Across all the records, filter for lines with the word "serde" and copy them.
━━━ DATA FOR ANALYSIS ━━━
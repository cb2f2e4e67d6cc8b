//! Physical warehouse objects and their columns.

use std::fmt;
use std::str::FromStr;

use serde::{Deserialize, Serialize};

use crate::error::ModelError;

/// Kind of physical object a logical source resolves to.
#[derive(Debug, Clone, Copy, PartialEq, Eq, Hash, PartialOrd, Ord, Serialize, Deserialize)]
#[serde(rename_all = "SCREAMING_SNAKE_CASE")]
pub enum ObjectKind {
    Table,
    View,
    MaterializedView,
    DynamicTable,
    ExternalTable,
}

impl ObjectKind {
    pub fn as_str(&self) -> &'static str {
        match self {
            ObjectKind::Table => "TABLE",
            ObjectKind::View => "VIEW",
            ObjectKind::MaterializedView => "MATERIALIZED_VIEW",
            ObjectKind::DynamicTable => "DYNAMIC_TABLE",
            ObjectKind::ExternalTable => "EXTERNAL_TABLE",
        }
    }
}

impl fmt::Display for ObjectKind {
    fn fmt(&self, f: &mut fmt::Formatter<'_>) -> fmt::Result {
        f.write_str(self.as_str())
    }
}

impl FromStr for ObjectKind {
    type Err = ModelError;

    /// Accepts `MATERIALIZED VIEW`, `materialized-view` and `MATERIALIZED_VIEW` alike.
    fn from_str(s: &str) -> Result<Self, Self::Err> {
        let normalized = s.trim().to_uppercase().replace([' ', '-'], "_");
        match normalized.as_str() {
            "TABLE" | "BASE_TABLE" => Ok(ObjectKind::Table),
            "VIEW" => Ok(ObjectKind::View),
            "MATERIALIZED_VIEW" => Ok(ObjectKind::MaterializedView),
            "DYNAMIC_TABLE" => Ok(ObjectKind::DynamicTable),
            "EXTERNAL_TABLE" => Ok(ObjectKind::ExternalTable),
            _ => Err(ModelError::UnknownObjectKind(s.to_string())),
        }
    }
}

/// A column present in a physical object's current definition.
#[derive(Debug, Clone, PartialEq, Eq, Serialize, Deserialize)]
pub struct PhysicalColumn {
    /// Canonical upper-case column name.
    pub name: String,
    /// Type text as written in the definition; empty when the definition has none.
    pub data_type: String,
}

impl PhysicalColumn {
    pub fn new(name: impl AsRef<str>, data_type: impl Into<String>) -> Self {
        Self {
            name: name.as_ref().trim().to_uppercase(),
            data_type: data_type.into(),
        }
    }
}

/// Result of resolving a logical source for one environment.
#[derive(Debug, Clone, PartialEq, Eq, Hash, Serialize, Deserialize)]
pub struct PhysicalTarget {
    /// Fully-qualified identifier (`database.schema.object`).
    pub fqdn: String,
    pub object_kind: ObjectKind,
}

impl PhysicalTarget {
    pub fn new(fqdn: impl Into<String>, object_kind: ObjectKind) -> Self {
        Self {
            fqdn: fqdn.into(),
            object_kind,
        }
    }
}

impl fmt::Display for PhysicalTarget {
    fn fmt(&self, f: &mut fmt::Formatter<'_>) -> fmt::Result {
        write!(f, "{} ({})", self.fqdn, self.object_kind)
    }
}

/// Current physical definition text of an object and its fingerprint.
#[derive(Debug, Clone, PartialEq, Eq, Serialize, Deserialize)]
pub struct DefinitionSnapshot {
    pub hash: String,
    pub text: String,
}

impl DefinitionSnapshot {
    pub fn new(hash: impl Into<String>, text: impl Into<String>) -> Self {
        Self {
            hash: hash.into(),
            text: text.into(),
        }
    }

    /// True when there is nothing to match against.
    pub fn is_empty(&self) -> bool {
        self.text.trim().is_empty() || self.hash.trim().is_empty()
    }
}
━━━
### RESULT OF THE TASK
use serde::{Deserialize, Serialize};
#[serde(rename_all = "SCREAMING_SNAKE_CASE")]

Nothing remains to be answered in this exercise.